In some embodiments, as shown in fig. 1, the apparatus body 1 is provided with a detection port 11. The main body 1 of the device is generally symmetrically provided with mounting holes of lenses opposite to eyes, the detection port 11 is positioned between the two mounting holes, and a detection probe of the detection component 3, such as a lens 31, is arranged on the detection port 11, so that the lens 31 can capture information of eyes on two sides due to a certain distance between the eyes and the lenses.
In some embodiments, the information detected by the detection assembly 3 needs to be processed by a control module to be converted into an electrical signal for controlling the sliding assembly 2. The control module may be that the detection component 3 itself is configured with a separate processing chip, and is only used for processing the information detected by the detection component 3 and sending a control instruction to the sliding component 2; or the device main board 5 of the head-mounted display device is shared to process the acquired information, the device main board 5 is usually used to process image information of the display, and the like, or a separate processing chip configured in the detection component 3 itself may be integrated on the device main board 5, which is not limited in this application. Further, the device main board 5 is generally disposed in the device main body 1, and the detection unit 3 and the sliding unit 2 are electrically connected to the device main board 5, respectively.

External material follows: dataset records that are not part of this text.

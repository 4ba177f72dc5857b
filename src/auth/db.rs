//! SQLite Handle
//! Mission: Run blocking SQLite work off the async workers, under a deadline

use crate::auth::error::AuthError;
use anyhow::{Context, Result};
use parking_lot::Mutex;
use rusqlite::Connection;
use std::sync::Arc;
use std::time::Duration;
use tracing::warn;

/// Shared connection plus the per-operation deadline
#[derive(Clone)]
pub struct SqliteHandle {
    conn: Arc<Mutex<Connection>>,
    op_timeout: Duration,
}

impl SqliteHandle {
    /// Open `db_path` and apply `schema` once
    pub fn open(db_path: &str, schema: &str, op_timeout: Duration) -> Result<Self> {
        let conn = Connection::open(db_path)
            .with_context(|| format!("Failed to open database at {}", db_path))?;
        conn.execute_batch(schema)
            .context("Failed to initialize schema")?;

        Ok(Self {
            conn: Arc::new(Mutex::new(conn)),
            op_timeout,
        })
    }

    /// Run a closure on the blocking pool under the deadline.
    /// Closures issue a single statement, so a timeout never leaves a row
    /// half-written: the statement either lands whole or not at all.
    pub async fn run<T, F>(&self, op: &'static str, f: F) -> Result<T, AuthError>
    where
        T: Send + 'static,
        F: FnOnce(&Connection) -> Result<T, AuthError> + Send + 'static,
    {
        let conn = self.conn.clone();
        let task = tokio::task::spawn_blocking(move || {
            let conn = conn.lock();
            f(&conn)
        });

        match tokio::time::timeout(self.op_timeout, task).await {
            Ok(joined) => joined?,
            Err(_) => {
                warn!(
                    op,
                    timeout_ms = self.op_timeout.as_millis() as u64,
                    "Store deadline exceeded"
                );
                Err(AuthError::Storage(format!("{} timed out", op)))
            }
        }
    }

    #[cfg(test)]
    pub(crate) fn lock(&self) -> parking_lot::MutexGuard<'_, Connection> {
        self.conn.lock()
    }
}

In some embodiments, as shown in fig. 1, the headband 4 may be provided with an adjusting mechanism 42, and the adjusting mechanism 42 is used for adjusting the size of the headband 4, so that the present invention can be adapted to different users and adjusted according to the head sizes of different users. The adjusting mechanism 42 may be a manual connecting mechanism, such as a magic tape, or an automatic adjusting mechanism driven by a motor, etc., which is not limited in the present application.
Although some specific embodiments of the present invention have been described in detail by way of illustration, it should be understood by those skilled in the art that the above illustration is only for the purpose of illustration and is not intended to limit the scope of the invention. It will be appreciated by those skilled in the art that modifications may be made to the above embodiments without departing from the scope and spirit of the invention. The scope of the invention is defined by the appended claims.